In its research thus far, EPA has found that its analytical techniques for estimating the costs of rules weren’t necessarily faulty, McGartland said. In some cases, results turned out to be off because the economy changed in unanticipated ways, he told EEAC. For example, the agency relies on Energy Information Administration forecasts for future costs of fuels. But those projections have sometimes turned out to be wrong, either over- or underestimating future prices, he said.

The agency’s research into the accuracy of its cost estimates faces its share of difficulties. In some cases, it’s hard to tease out industry’s actual cost of compliance with a particular rule from other factors, McGartland said. For instance, a factory might install new pollution control equipment during a shutdown for repairs unrelated to environmental requirements, making it difficult to determine how much of the lost productivity should be attributed to an EPA rule. McGartland compared this to replacing a water pump on a car when changing the timing belt. In most cars, the water pump and timing belt are replaced at the same time because most of the cost of this work isn’t the parts—it’s the labor to access the area of the engine.

One of the regulations EPA is analyzing in this work is a set of standards and guidelines the agency issued in 1998 to control hazardous air pollution and toxic water discharges from pulp and paper mills. Collectively, these are called the cluster rule. Although EPA has run into some analytical difficulties, its preliminary findings are that the agency overestimated the capital costs of the cluster rule by 30 to 100%, Ronald J. Shadbegian, an economist in EPA’s Benefits Assessment & Methods Development Division, told EEAC.

EPA doesn’t have enough detailed data to determine the reasons for the inaccuracy, Shadbegian said. The agency did not get much feedback about actual costs from industry until recently, when the pulp and paper industry released an analysis of its own about the cluster rule, he said. Those data were not received in time to inform EPA’s preliminary findings.

But Jerry Schwartz, senior director for energy and environmental policy at the American Forest & Paper Association, told EEAC that the industry study of the cluster rule came to a conclusion different from EPA’s preliminary finding. The industry analysis determined that the cost estimates the agency made before the cluster rule was issued approximated the actual compliance costs, Schwartz said.

In any case, cost estimates play an important role in the government’s cost-benefit analysis of pending regulations and need to be as accurate as possible, Schwartz said, endorsing EPA’s effort to improve its analyses. This, he said, is especially important during difficult economic times and for highly regulated industries in competitive markets.

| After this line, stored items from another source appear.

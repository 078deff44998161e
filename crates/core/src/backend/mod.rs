//! Pluggable execution backends: one per `JobKind`, behind a uniform
//! `dispatch` contract so the scheduler never needs to know how a job
//! actually runs.

mod distributed;
mod local;
mod process;
mod thread;

pub(crate) use distributed::DistributedBackend;
pub(crate) use local::LocalBackend;
pub(crate) use process::ProcessBackend;
pub(crate) use thread::ThreadBackend;

use std::future::Future;
use std::pin::Pin;

use crate::error::JobError;
use crate::job::Job;
use crate::value::JobValue;

/// Runs a single job to completion and reports its outcome.
///
/// Object-safe by hand-rolling the future-boxing `async-fn-in-trait` would
/// otherwise generate, matching the boxed-closure style already used for
/// [`JobCallable`](crate::job::JobCallable) — the corpus doesn't pull in an
/// `async_trait`-style macro crate, so neither do we.
pub(crate) trait Backend: Send + Sync {
    fn run<'a>(
        &'a self,
        job: &'a Job,
    ) -> Pin<Box<dyn Future<Output = Result<JobValue, JobError>> + Send + 'a>>;
}
//! A dependency-aware job scheduling engine: submit work as `Job`s, gate
//! them behind composable `Condition`s, and let the scheduler run them to
//! completion on whichever backend their `JobKind` selects.

#![forbid(unsafe_code)]
#![deny(unreachable_pub)]

mod backend;
mod condition;
mod engine;
mod error;
mod id;
mod job;
mod kinds;
mod launcher;
mod settings;
mod snapshot;
mod store;
mod value;

pub use condition::{Condition, EngineView, Mode};
pub use engine::{Engine, EngineConfig, EngineEvent, EngineGuard};
pub use error::{BackendError, EngineError, JobError};
pub use id::JobId;
pub use job::{GeneratorStage, Job, JobCallable, JobKind, JobOutcome, JobStatus, RetryPolicy};
pub use kinds::{cron_job, sentinel_job, subprocess_job, webapp_job};
pub use launcher::{async_launcher, current_engine, launcher, subprocess_launcher, with_engine, Launcher};
pub use settings::{load_settings, save_settings, settings_path, Settings};
pub use snapshot::{JobSnapshot, SnapshotStore};
pub use value::{JobArgs, JobValue};

// JobFuture lives in `job` alongside `Job` since the two share a state cell.
pub use job::JobFuture;
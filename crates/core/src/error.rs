//! Error taxonomy for the job engine.
//!
//! Job-level errors are stored on the job and surfaced via
//! `Job::result`/`Job::exception`; they never unwind the scheduler task.
//! `EngineError` covers operations invalid for the engine's current
//! lifecycle state, plus the scheduler's own unrecoverable failures.

use crate::id::JobId;

/// Error captured inside a job's result slot.
#[derive(Debug, Clone, thiserror::Error)]
pub enum JobError {
    /// The user callable returned an error.
    #[error("job callable failed: {0}")]
    UserCallable(String),

    /// A `JobFuture` argument resolved to a producer that did not finish in `Done`.
    #[error("dependency job {0} did not complete successfully")]
    DependencyFailed(JobId),

    /// `Condition::satisfy` panicked or returned an error; treated as "not satisfied".
    #[error("condition evaluation failed: {0}")]
    Condition(String),

    /// The backend failed to start, lost, or could not run the job.
    #[error("backend error: {0}")]
    Backend(#[from] BackendError),

    /// The job was cancelled before or during execution.
    #[error("job was cancelled")]
    Cancelled,
}

/// Error raised by a [`Backend`](crate::backend::Backend) implementation.
#[derive(Debug, Clone, thiserror::Error)]
pub enum BackendError {
    /// The backend could not start the job (spawn failure, serialization error, ...).
    #[error("backend failed to start job: {0}")]
    StartFailed(String),

    /// The backend lost track of an already-started job (process died, network dropped).
    #[error("backend lost the job: {0}")]
    Lost(String),
}

/// Error returned by [`Engine`](crate::engine::Engine) operations.
#[derive(Debug, thiserror::Error)]
pub enum EngineError {
    /// The operation requires a running engine.
    #[error("engine is not running")]
    NotRunning,

    /// `start()` was called on an engine that is already running.
    #[error("engine is already running")]
    AlreadyRunning,

    /// A blocking wait exceeded its timeout without the awaited condition holding.
    #[error("operation timed out")]
    Timeout,

    /// No job with this id exists in any bucket.
    #[error("job {0} not found")]
    JobNotFound(JobId),

    /// The scheduler task exited because of an internal invariant violation.
    #[error("scheduler failed: {0}")]
    SchedulerFailed(String),
}
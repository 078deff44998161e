//! Delegation to a remote worker pool over HTTP: dispatch a job, then poll
//! until it reports a terminal result.

use std::future::Future;
use std::pin::Pin;
use std::time::Duration;

use serde::{Deserialize, Serialize};

use crate::backend::Backend;
use crate::error::{BackendError, JobError};
use crate::job::{Job, JobCallable};
use crate::value::JobValue;

pub(crate) struct DistributedBackend {
    client: reqwest::Client,
    endpoint: String,
    poll_interval: Duration,
}

#[derive(Serialize)]
struct DispatchRequest<'a> {
    job_id: String,
    payload: &'a serde_json::Value,
}

#[derive(Deserialize)]
#[serde(tag = "status", rename_all = "snake_case")]
enum DispatchResponse {
    Accepted { lease_id: String },
    Rejected { reason: String },
}

#[derive(Deserialize)]
#[serde(tag = "status", rename_all = "snake_case")]
enum PollResponse {
    Running,
    Done { result: serde_json::Value },
    Failed { reason: String },
}

impl DistributedBackend {
    pub(crate) fn new(endpoint: String, poll_interval: Duration) -> Self {
        Self {
            client: reqwest::Client::new(),
            endpoint,
            poll_interval,
        }
    }

    async fn dispatch(&self, job_id: &str, payload: &serde_json::Value) -> Result<String, JobError> {
        let resp = self
            .client
            .post(format!("{}/jobs", self.endpoint))
            .json(&DispatchRequest { job_id: job_id.to_string(), payload })
            .send()
            .await
            .map_err(|e| JobError::Backend(BackendError::StartFailed(e.to_string())))?
            .json::<DispatchResponse>()
            .await
            .map_err(|e| JobError::Backend(BackendError::StartFailed(e.to_string())))?;

        match resp {
            DispatchResponse::Accepted { lease_id } => Ok(lease_id),
            DispatchResponse::Rejected { reason } => {
                Err(JobError::Backend(BackendError::StartFailed(reason)))
            }
        }
    }

    async fn poll_until_done(&self, lease_id: &str) -> Result<JobValue, JobError> {
        loop {
            let resp = self
                .client
                .get(format!("{}/jobs/{lease_id}", self.endpoint))
                .send()
                .await
                .map_err(|e| JobError::Backend(BackendError::Lost(e.to_string())))?
                .json::<PollResponse>()
                .await
                .map_err(|e| JobError::Backend(BackendError::Lost(e.to_string())))?;

            match resp {
                PollResponse::Running => tokio::time::sleep(self.poll_interval).await,
                PollResponse::Done { result } => return Ok(JobValue::Json(result)),
                PollResponse::Failed { reason } => {
                    return Err(JobError::Backend(BackendError::Lost(reason)))
                }
            }
        }
    }
}

impl Backend for DistributedBackend {
    fn run<'a>(
        &'a self,
        job: &'a Job,
    ) -> Pin<Box<dyn Future<Output = Result<JobValue, JobError>> + Send + 'a>> {
        Box::pin(async move {
            let args = job.args();
            let payload = match job.callable() {
                JobCallable::Sync(f) => {
                    tokio::task::spawn_blocking(move || f(args))
                        .await
                        .map_err(|e| JobError::Backend(BackendError::Lost(e.to_string())))??
                }
                JobCallable::Async(f) => f(args).await?,
            };
            let payload = serde_json::to_value(&payload)
                .map_err(|e| JobError::Backend(BackendError::StartFailed(e.to_string())))?;

            let lease_id = self.dispatch(&job.id().to_string(), &payload).await?;
            self.poll_until_done(&lease_id).await
        })
    }
}
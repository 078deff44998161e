mod cli;
mod shutdown;

use std::sync::Arc;
use std::time::Duration;

use clap::Parser;

use jobq_core::{
    Condition, Engine, EngineConfig, EngineEvent, JobArgs, JobCallable, JobError, JobKind, JobOutcome, JobValue,
    JobSnapshot, SnapshotStore,
};

use crate::cli::Cli;
use crate::shutdown::{spawn_ctrl_c_handler, ShutdownController, ShutdownEvent};

fn add_job(engine: &Engine, a: i64, b: i64) -> jobq_core::Job {
    let mut args = JobArgs::new();
    args.set("a", a);
    args.set("b", b);
    let job = jobq_core::Job::new(
        JobKind::Local,
        JobCallable::sync(|args| {
            let a = match args.keyword.get("a") {
                Some(JobValue::Int(n)) => *n,
                _ => return Err(JobError::UserCallable("missing argument a".into())),
            };
            let b = match args.keyword.get("b") {
                Some(JobValue::Int(n)) => *n,
                _ => return Err(JobError::UserCallable("missing argument b".into())),
            };
            Ok(JobValue::Int(a + b))
        }),
    )
    .with_args(args);
    engine.submit(job)
}

/// Submits a job that adds `dep`'s eventual result to `extra`, demonstrating
/// the `JobFuture`-as-argument dependency edge.
fn add_to_dependency(engine: &Engine, dep: &jobq_core::Job, extra: i64) -> jobq_core::Job {
    let mut args = JobArgs::new();
    args.set("dep", dep.future());
    args.set("extra", extra);
    let job = jobq_core::Job::new(
        JobKind::Local,
        JobCallable::sync(|args| {
            let extra = match args.keyword.get("extra") {
                Some(JobValue::Int(n)) => *n,
                _ => return Err(JobError::UserCallable("missing argument extra".into())),
            };
            let dep = match args.keyword.get("dep") {
                Some(JobValue::Int(n)) => *n,
                other => {
                    return Err(JobError::UserCallable(format!(
                        "dependency did not resolve to an int, got {other:?}"
                    )))
                }
            };
            Ok(JobValue::Int(dep + extra))
        }),
    )
    .with_args(args);
    engine.submit(job)
}

async fn run_demo(engine: &Engine) {
    let first = add_job(engine, 3, 4);
    let chained = add_to_dependency(engine, &first, 0);

    let gate_a = add_job(engine, 1, 1);
    let gate_b = add_job(engine, 2, 2);
    let gated = jobq_core::Job::new(JobKind::Local, JobCallable::sync(|_| Ok(JobValue::Str("gated ran".into()))))
        .with_condition(Condition::after_others([gate_a.id(), gate_b.id()], [jobq_core::JobStatus::Done], jobq_core::Mode::All));
    let gated = engine.submit(gated);

    match chained.result().await {
        Ok(JobValue::Int(n)) => tracing::info!(result = n, "dependency chain finished"),
        other => tracing::warn!(?other, "unexpected dependency chain result"),
    }
    match gated.result().await {
        Ok(_) => tracing::info!("all-satisfied gate fired"),
        Err(e) => tracing::warn!(error = %e, "gated job failed"),
    }
}

#[tokio::main]
async fn main() -> anyhow::Result<()> {
    tracing_subscriber::fmt::init();
    let cli = Cli::parse();

    let engine = Engine::start(EngineConfig {
        max_jobs: cli.max_jobs,
        max_thread_workers: cli.max_thread_workers,
        distributed_endpoint: cli.distributed_endpoint.clone(),
        print_traceback: cli.print_traceback,
        ..EngineConfig::default()
    });

    let snapshots = if cli.snapshot {
        let settings = jobq_core::load_settings().unwrap_or_default();
        Some(Arc::new(SnapshotStore::new(settings.snapshot_dir()?)))
    } else {
        None
    };

    let mut events = engine.subscribe();
    let snapshot_engine = engine.clone();
    tokio::spawn(async move {
        loop {
            match events.recv().await {
                Ok(EngineEvent::JobFinished { id, status }) => {
                    tracing::info!(%id, ?status, "job finished");
                    if let Some(store) = &snapshots {
                        if let Some(job) = snapshot_engine.job(id) {
                            let outcome = JobOutcome {
                                status,
                                value: job.result().await.ok(),
                                error: job.exception().await,
                            };
                            let snapshot = JobSnapshot::from_outcome(id, job.created_at(), job.attempts(), &outcome);
                            if let Err(err) = store.write(&snapshot).await {
                                tracing::warn!(%id, error = %err, "failed to persist job snapshot");
                            }
                        }
                    }
                }
                Ok(EngineEvent::JobRetrying { id, attempt }) => {
                    tracing::warn!(%id, attempt, "job retrying");
                }
                Ok(_) => {}
                Err(tokio::sync::broadcast::error::RecvError::Lagged(_)) => continue,
                Err(tokio::sync::broadcast::error::RecvError::Closed) => break,
            }
        }
    });

    let shutdown = Arc::new(ShutdownController::default());
    let (shutdown_tx, mut shutdown_rx) = tokio::sync::mpsc::unbounded_channel::<ShutdownEvent>();
    spawn_ctrl_c_handler(shutdown.clone(), shutdown_tx);

    tokio::select! {
        _ = run_demo(&engine) => {}
        ev = shutdown_rx.recv() => match ev {
            Some(ShutdownEvent::Graceful) => {
                tracing::info!("graceful stop requested, draining in-flight jobs before exit");
            }
            Some(ShutdownEvent::Immediate) => {
                tracing::warn!("immediate stop requested, cancelling every outstanding job");
                engine.cancel_all();
            }
            None => {}
        },
    }

    tokio::time::timeout(Duration::from_secs(5), engine.join()).await.ok();
    engine.stop().await?;
    Ok(())
}
//! Optional per-job snapshot persistence: one JSON file per record, written
//! to a `.tmp` sibling and renamed into place so a crash mid-write never
//! leaves a corrupt snapshot behind.
//!
//! Each job gets its own file rather than one combined file — jobs
//! complete at different times and independently, so there is no single
//! "generation" to version together.

use std::path::{Path, PathBuf};

use serde::{Deserialize, Serialize};

use crate::id::JobId;
use crate::job::{JobOutcome, JobStatus};

#[derive(Debug, Clone, Serialize, Deserialize)]
pub struct JobSnapshot {
    pub id: JobId,
    pub status: JobStatus,
    pub attempts: u32,
    pub created_at: chrono::DateTime<chrono::Utc>,
    pub stopped_at: Option<chrono::DateTime<chrono::Utc>>,
    #[serde(skip_serializing_if = "Option::is_none")]
    pub error: Option<String>,
}

impl JobSnapshot {
    pub fn from_outcome(id: JobId, created_at: chrono::DateTime<chrono::Utc>, attempts: u32, outcome: &JobOutcome) -> Self {
        Self {
            id,
            status: outcome.status,
            attempts,
            created_at,
            stopped_at: Some(chrono::Utc::now()),
            error: outcome.error.as_ref().map(ToString::to_string),
        }
    }
}

pub struct SnapshotStore {
    dir: PathBuf,
}

impl SnapshotStore {
    pub fn new(dir: PathBuf) -> Self {
        Self { dir }
    }

    fn path_for(&self, id: JobId) -> PathBuf {
        self.dir.join(format!("{id}.json"))
    }

    pub async fn write(&self, snapshot: &JobSnapshot) -> anyhow::Result<()> {
        let path = self.path_for(snapshot.id);
        let snapshot = snapshot.clone();
        tokio::task::spawn_blocking(move || write_file(&path, &snapshot))
            .await
            .map_err(|err| anyhow::anyhow!("persist job snapshot: {err:#}"))??;
        Ok(())
    }

    pub fn read(&self, id: JobId) -> anyhow::Result<Option<JobSnapshot>> {
        let path = self.path_for(id);
        if !path.exists() {
            return Ok(None);
        }
        let raw = std::fs::read_to_string(&path)?;
        Ok(Some(serde_json::from_str(&raw)?))
    }

    pub fn remove(&self, id: JobId) -> anyhow::Result<()> {
        let path = self.path_for(id);
        if path.exists() {
            std::fs::remove_file(path)?;
        }
        Ok(())
    }

    pub fn list(&self) -> anyhow::Result<Vec<JobSnapshot>> {
        if !self.dir.exists() {
            return Ok(Vec::new());
        }
        let mut out = Vec::new();
        for entry in std::fs::read_dir(&self.dir)? {
            let entry = entry?;
            if entry.path().extension().and_then(|e| e.to_str()) != Some("json") {
                continue;
            }
            let raw = std::fs::read_to_string(entry.path())?;
            out.push(serde_json::from_str(&raw)?);
        }
        Ok(out)
    }
}

fn write_file(path: &Path, snapshot: &JobSnapshot) -> anyhow::Result<()> {
    let dir = path
        .parent()
        .ok_or_else(|| anyhow::anyhow!("invalid snapshot path: {}", path.display()))?;
    std::fs::create_dir_all(dir)?;

    let json = serde_json::to_string_pretty(snapshot)?;
    let tmp = path.with_extension("json.tmp");
    std::fs::write(&tmp, json)?;
    std::fs::rename(tmp, path)?;
    Ok(())
}

#[cfg(test)]
mod tests {
    use super::*;
    use crate::error::JobError;

    #[tokio::test]
    async fn write_then_read_round_trips() {
        let tmp = std::env::temp_dir().join(format!("jobq-snapshot-test-{}", uuid::Uuid::new_v4()));
        let store = SnapshotStore::new(tmp.clone());

        let outcome = JobOutcome {
            status: JobStatus::Failed,
            value: None,
            error: Some(JobError::UserCallable("boom".into())),
        };
        let id = test_job_id();
        let snapshot = JobSnapshot::from_outcome(id, chrono::Utc::now(), 2, &outcome);
        store.write(&snapshot).await.unwrap();

        let loaded = store.read(id).unwrap().expect("snapshot should exist");
        assert_eq!(loaded.status, JobStatus::Failed);
        assert_eq!(loaded.attempts, 2);

        std::fs::remove_dir_all(&tmp).ok();
    }

    fn test_job_id() -> JobId {
        JobId::new()
    }
}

But determining how much a regulation costs industry is a difficult task, and data are essentially impossible to cross-check, points out Randy Rabinowitz, director of regulatory policy for OMB Watch, a group that tracks rule-making agencies and regulatory gatekeeping at the White House Office of Management & Budget. She tells C&EN that companies generally don’t have systems that can account for the actual cost of complying with regulations.